There are more and more Nazis in Florence; the Professor tells of Bach and Beethoven in the city’s churches, Furtwängler
and von Karajan flown in to give gala performances. After the concerts, the Germans congregate at the Paszkowski Bar in the Piazza Vittorio Emanuele or at the Braunhaus – a rococo apartment near the German Consulate on the via dei Bardi – where they serve beer from Munich, bratwurst and Wiener schnitzel. Red and black swastika flags hang from the windows and, most evenings, the sound of Hitler’s voice giving long, jagged speeches is heard until the cheers of the men inside drown it out. The locals stand with their ration cards in the street below, half-crazed with hunger.
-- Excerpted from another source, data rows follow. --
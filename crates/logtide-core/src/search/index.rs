//! In-memory inverted index.
//!
//! Every entry becomes one document with a `message` text field, `level` and
//! `source` keyword fields, and one text field per structured entry field.
//! Postings keep token positions and byte spans so phrase matches and
//! highlights come straight out of the index.
//!
//! A blank message contributes no message terms; level and source are
//! always indexed, so every stored entry has a document.
//!
//! Each field keeps an `fst::Set` term dictionary for prefix, wildcard and
//! substring expansion. Dictionaries are rebuilt by [`InvertedIndex::commit`];
//! until then new terms are only reachable through exact lookups.

use super::SearchResult;
use crate::search::analysis::{self, Token};
use crate::search::query::{Clause, Matcher, Occur, Query, StructuredQuery};
use crate::types::{EntryKey, FieldHighlights, LogEntry, Span, FIELD_LEVEL, FIELD_MESSAGE, FIELD_SOURCE};
use fst::{Automaton, IntoStreamer, Streamer};
use regex::Regex;
use std::collections::{BTreeMap, HashMap, HashSet};
use std::sync::Arc;
use tracing::warn;

type DocId = u64;

#[derive(Debug, Default)]
struct Posting {
    positions: Vec<u32>,
    spans: Vec<Span>,
}

#[derive(Debug)]
struct FieldIndex {
    /// Field name as reported in highlights.
    name: String,
    keyword: bool,
    postings: BTreeMap<String, HashMap<DocId, Posting>>,
    lengths: HashMap<DocId, u32>,
    dictionary: Option<fst::Set<Vec<u8>>>,
    dirty: bool,
}

impl FieldIndex {
    fn new(name: &str, keyword: bool) -> Self {
        Self {
            name: name.to_string(),
            keyword,
            postings: BTreeMap::new(),
            lengths: HashMap::new(),
            dictionary: None,
            dirty: false,
        }
    }

    fn expand(&self, selector: &TermSelector<'_>) -> Vec<String> {
        let Some(dictionary) = &self.dictionary else {
            return Vec::new();
        };
        let mut terms = Vec::new();
        match selector {
            TermSelector::Prefix(prefix) => {
                let automaton = fst::automaton::Str::new(prefix).starts_with();
                let mut stream = dictionary.search(automaton).into_stream();
                while let Some(term) = stream.next() {
                    terms.push(String::from_utf8_lossy(term).into_owned());
                }
            }
            TermSelector::Pattern(pattern) => {
                let mut stream = dictionary.stream();
                while let Some(term) = stream.next() {
                    match std::str::from_utf8(term) {
                        Ok(term) if pattern.is_match(term) => terms.push(term.to_string()),
                        _ => {}
                    }
                }
            }
            TermSelector::Contains(needle) => {
                let mut stream = dictionary.stream();
                while let Some(term) = stream.next() {
                    match std::str::from_utf8(term) {
                        Ok(term) if term.contains(needle) => terms.push(term.to_string()),
                        _ => {}
                    }
                }
            }
        }
        terms
    }
}

enum TermSelector<'a> {
    Prefix(&'a str),
    Pattern(&'a Regex),
    /// Terms containing this case-folded literal.
    Contains(&'a str),
}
They follow news from the ghetto in Warsaw hopelessly, helplessly. Reports come to them in stuttering bursts, like rifle fire over the radio waves. They hear of the Waffen SS entering on the eve of Passover, the bodies suspended from the clock tower. They hear of members of the Resistance hiding in sewers and culverts, brandishing Molotov cocktails and pilfered weapons. For a moment, just as the first warm sunshine brings buds and birdsong to the garden, there is a window of optimism, as the Nazis retreat. Then silence for a month. In May, when the rebellion is finally crushed, the ghetto torched, the members of the Resistance shot and hanged, Ada stays up in the bedroom, looking at the triptych, her eyes very cold and very clear. Esmond brings her tea and books, sits on the bed and rubs her feet between his hands. She comes downstairs again once she hears that Lampedusa has fallen. A piece of Italy is in Allied hands. Bruno is carrying two bottles of Chianti with when he comes to see them that evening and they sit out on the terrace and toast the fall of Fascism.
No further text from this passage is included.